__TASK DIRECTIONS__. Would you retype every entry that follows without altering a word?

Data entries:
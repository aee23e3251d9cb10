//! Section module - the labeled regions of a lesson plan

use std::fmt;

/// A named logical region of a lesson plan document
///
/// Variants are declared in template order:
/// - Teacher: the teacher/year level/course line
/// - Outcomes: expected schoolwide learning results (ESLRs)
/// - EssentialQuestions, BiblicalIntegration, UnitObjectives, LessonObjectives
#[derive(Debug, Clone, Copy, PartialEq, Eq, PartialOrd, Ord, Hash)]
pub enum SectionName {
    /// Teacher names
    Teacher,

    /// Learning-outcome statements (ESLRs)
    Outcomes,

    /// Essential questions
    EssentialQuestions,

    /// Biblical integration notes
    BiblicalIntegration,

    /// Unit objectives
    UnitObjectives,

    /// Lesson objectives
    LessonObjectives,
}

impl SectionName {
    /// All sections in template order
    pub const ALL: [SectionName; 6] = [
        SectionName::Teacher,
        SectionName::Outcomes,
        SectionName::EssentialQuestions,
        SectionName::BiblicalIntegration,
        SectionName::UnitObjectives,
        SectionName::LessonObjectives,
    ];

    /// Get the section name as a string
    pub fn as_str(&self) -> &'static str {
        match self {
            SectionName::Teacher => "teacher",
            SectionName::Outcomes => "outcomes",
            SectionName::EssentialQuestions => "essential_questions",
            SectionName::BiblicalIntegration => "biblical_integration",
            SectionName::UnitObjectives => "unit_objectives",
            SectionName::LessonObjectives => "lesson_objectives",
        }
    }

    /// Parse a section name from a string
    pub fn parse(s: &str) -> Option<Self> {
        Self::ALL
            .into_iter()
            .find(|section| section.as_str().eq_ignore_ascii_case(s))
    }
}

impl fmt::Display for SectionName {
    fn fmt(&self, f: &mut fmt::Formatter<'_>) -> fmt::Result {
        f.write_str(self.as_str())
    }
}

__WORKED SOLUTION__.
repository aee23e3251d9cb10
//! Section module - the labeled regions of a lesson plan

use std::fmt;

/// A named logical region of a lesson plan document
///
/// Variants are declared in template order:
/// - Teacher: the teacher/year level/course line
/// - Outcomes: expected schoolwide learning results (ESLRs)
/// - EssentialQuestions, BiblicalIntegration, UnitObjectives, LessonObjectives
#[derive(Debug, Clone, Copy, PartialEq, Eq, PartialOrd, Ord, Hash)]
pub enum SectionName {
    /// Teacher names
    Teacher,

    /// Learning-outcome statements (ESLRs)
    Outcomes,

    /// Essential questions
    EssentialQuestions,

    /// Biblical integration notes
    BiblicalIntegration,

    /// Unit objectives
    UnitObjectives,

    /// Lesson objectives
    LessonObjectives,
}

impl SectionName {
    /// All sections in template order
    pub const ALL: [SectionName; 6] = [
        SectionName::Teacher,
        SectionName::Outcomes,
        SectionName::EssentialQuestions,
        SectionName::BiblicalIntegration,
        SectionName::UnitObjectives,
        SectionName::LessonObjectives,
    ];

    /// Get the section name as a string
    pub fn as_str(&self) -> &'static str {
        match self {
            SectionName::Teacher => "teacher",
            SectionName::Outcomes => "outcomes",
            SectionName::EssentialQuestions => "essential_questions",
            SectionName::BiblicalIntegration => "biblical_integration",
            SectionName::UnitObjectives => "unit_objectives",
            SectionName::LessonObjectives => "lesson_objectives",
        }
    }

    /// Parse a section name from a string
    pub fn parse(s: &str) -> Option<Self> {
        Self::ALL
            .into_iter()
            .find(|section| section.as_str().eq_ignore_ascii_case(s))
    }
}

impl fmt::Display for SectionName {
    fn fmt(&self, f: &mut fmt::Formatter<'_>) -> fmt::Result {
        f.write_str(self.as_str())
    }
}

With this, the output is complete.